Polanski, who fled America in 1978 after being charged with having sex with a 13-year-old at the home of Jack Nicholson, shows his first movie at the festival for 25 years. The Pianist is based on the true story of the pianist Wladyslaw Szpilman who was playing Chopin on Warsaw radio when Germans stormed the building. His family was taken to concentration camps but he survived, dying two years ago at the age of 89.
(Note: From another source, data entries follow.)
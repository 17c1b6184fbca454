//! Fan-out of view-model snapshots to other rendering contexts.
//!
//! One publish/subscribe surface with two transports: an in-memory broadcast
//! channel for same-process contexts and a key-value-store polling fallback
//! for contexts that only share storage. The transport is selected once at
//! construction. There is no cross-context ordering guarantee; subscribers
//! treat each snapshot as authoritative at receipt.

use std::sync::Arc;
use std::time::Duration;

use tokio::sync::broadcast;
use tokio::time::{interval, MissedTickBehavior};
use tokio_stream::wrappers::BroadcastStream;
use tokio_stream::StreamExt;
use tracing::debug;

use crate::client::Subscription;
use crate::settings::KeyValueStore;
use crate::view_model::MeterSnapshot;

/// Storage key for the mirrored overlay state.
pub const OVERLAY_STATE_KEY: &str = "overlay-state";

const STORE_POLL_INTERVAL: Duration = Duration::from_millis(300);
const CHANNEL_CAPACITY: usize = 32;

/// Callback invoked with each received snapshot.
pub type SnapshotHandler = Arc<dyn Fn(MeterSnapshot) + Send + Sync>;

enum Transport {
    Memory(broadcast::Sender<MeterSnapshot>),
    Store(Arc<dyn KeyValueStore>),
}

/// Broadcast channel between the main page and overlay contexts.
pub struct OverlayChannel {
    transport: Transport,
}

impl OverlayChannel {
    /// In-memory transport for contexts living in the same process.
    pub fn in_memory() -> Self {
        let (tx, _) = broadcast::channel(CHANNEL_CAPACITY);
        Self {
            transport: Transport::Memory(tx),
        }
    }

    /// Store-backed transport: snapshots are written to the shared store and
    /// subscribers poll for changes.
    pub fn with_store(store: Arc<dyn KeyValueStore>) -> Self {
        Self {
            transport: Transport::Store(store),
        }
    }

    /// Pick a transport by capability: a shared store when one is available
    /// to bridge processes, the in-memory channel otherwise.
    pub fn detect(store: Option<Arc<dyn KeyValueStore>>) -> Self {
        match store {
            Some(store) => Self::with_store(store),
            None => Self::in_memory(),
        }
    }

    /// Publish a snapshot to all subscribers, best effort.
    pub fn publish(&self, snapshot: &MeterSnapshot) {
        match &self.transport {
            Transport::Memory(tx) => {
                // No subscribers is not an error.
                let _ = tx.send(snapshot.clone());
            }
            Transport::Store(store) => {
                let text = serde_json::to_string(snapshot).expect("snapshot serializes");
                if let Err(e) = store.set(OVERLAY_STATE_KEY, &text) {
                    debug!(error = %e, "overlay state write skipped");
                }
            }
        }
    }

    /// Subscribe to published snapshots. The store transport replays the
    /// cached value once on subscribe, so late-joining overlays converge
    /// without waiting for the next change.
    pub fn subscribe(&self, handler: SnapshotHandler) -> Subscription {
        match &self.transport {
            Transport::Memory(tx) => {
                let mut stream = BroadcastStream::new(tx.subscribe());
                Subscription::new(tokio::spawn(async move {
                    while let Some(item) = stream.next().await {
                        // Lagged receivers skip ahead; stale frames are fine.
                        if let Ok(snapshot) = item {
                            handler(snapshot);
                        }
                    }
                }))
            }
            Transport::Store(store) => {
                let store = Arc::clone(store);
                Subscription::new(tokio::spawn(async move {
                    let mut last = None;
                    if let Some(text) = store.get(OVERLAY_STATE_KEY) {
                        if let Ok(snapshot) = serde_json::from_str::<MeterSnapshot>(&text) {
                            handler(snapshot);
                        }
                        last = Some(text);
                    }
                    let mut ticker = interval(STORE_POLL_INTERVAL);
                    ticker.set_missed_tick_behavior(MissedTickBehavior::Skip);
                    loop {
                        ticker.tick().await;
                        let Some(text) = store.get(OVERLAY_STATE_KEY) else {
                            continue;
                        };
                        if last.as_deref() == Some(&text) {
                            continue;
                        }
                        if let Ok(snapshot) = serde_json::from_str::<MeterSnapshot>(&text) {
                            handler(snapshot);
                        }
                        last = Some(text);
                    }
                }))
            }
        }
    }
}

#[cfg(test)]
mod tests {
    use super::*;
    use crate::domain::ValueRange;
    use crate::settings::MemoryStore;
    use std::sync::Mutex;

    fn snapshot_with_value(v: f64) -> MeterSnapshot {
        MeterSnapshot {
            values: vec![Some(v), None, None, None, None, None],
            actual_values: vec![Some(v), None, None, None, None, None],
            names: vec![String::new(); 6],
            icons: vec![None; 6],
            value_range: ValueRange::default(),
        }
    }

    #[tokio::test]
    async fn in_memory_delivers_published_snapshots() {
        let channel = OverlayChannel::in_memory();
        let seen = Arc::new(Mutex::new(Vec::new()));
        let sink = Arc::clone(&seen);
        let _sub = channel.subscribe(Arc::new(move |snap: MeterSnapshot| {
            sink.lock().unwrap().push(snap.values[0]);
        }));
        tokio::task::yield_now().await;

        channel.publish(&snapshot_with_value(12.0));
        channel.publish(&snapshot_with_value(34.0));
        for _ in 0..10 {
            tokio::task::yield_now().await;
        }
        assert_eq!(*seen.lock().unwrap(), vec![Some(12.0), Some(34.0)]);
    }

    #[tokio::test]
    async fn publishing_without_subscribers_is_fine() {
        let channel = OverlayChannel::in_memory();
        channel.publish(&snapshot_with_value(1.0));
    }

    #[tokio::test(start_paused = true)]
    async fn store_transport_replays_cache_and_polls_changes() {
        let store: Arc<dyn KeyValueStore> = Arc::new(MemoryStore::new());
        let channel = OverlayChannel::with_store(Arc::clone(&store));
        channel.publish(&snapshot_with_value(5.0));

        let seen = Arc::new(Mutex::new(Vec::new()));
        let sink = Arc::clone(&seen);
        let _sub = channel.subscribe(Arc::new(move |snap: MeterSnapshot| {
            sink.lock().unwrap().push(snap.values[0]);
        }));

        // Cached value is replayed once on subscribe.
        tokio::time::sleep(Duration::from_millis(50)).await;
        assert_eq!(*seen.lock().unwrap(), vec![Some(5.0)]);

        channel.publish(&snapshot_with_value(6.0));
        tokio::time::sleep(Duration::from_millis(400)).await;
        assert_eq!(*seen.lock().unwrap(), vec![Some(5.0), Some(6.0)]);

        // Unchanged state is not re-delivered.
        tokio::time::sleep(Duration::from_millis(400)).await;
        assert_eq!(seen.lock().unwrap().len(), 2);
    }
}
It is a highly personal film for Polanski, whose mother died in Auschwitz. He escaped from the Krakow ghetto through a small hole in the barbed wire, cut by his father. Polanski, 68, who was offered the chance to direct Schindler's List but instead left it to Steven Spielberg, said he was at last "ready to face again that nightmarish period" by making The Pianist.

But what could be a more controversial film is Kedma by the internationally fêted Israeli director Amos Gitai. Gitai's movies, which have included a highly critical examination of fundamentalist Judaism, have outraged parts of the Israeli public in the past. Kedma is set in 1948 and looks at the lives and actions of the first Jewish settlers in what was then Palestine, shortly to become the state of Israel.

The festival also sees its first film in competition by a Palestinian director. Elia Suleiman, who was asked by the European Commission to set up a cinema department at Birzeit University in the West Bank, brings his film Yadon Iaheyya to Cannes on Sunday.

It tells of a love story between Palestinians. A woman from Ramallah is barred at an Israeli checkpoint from crossing to see her lover in Nazareth. Their encounters take place on a deserted lot by the checkpoint.

So the festival this year does appear to be markedly in touch with contemporary political events, though its awareness is not helped by a misprint in the official brochure. The description of the Gitai film called the Holy Land the "Holly Land".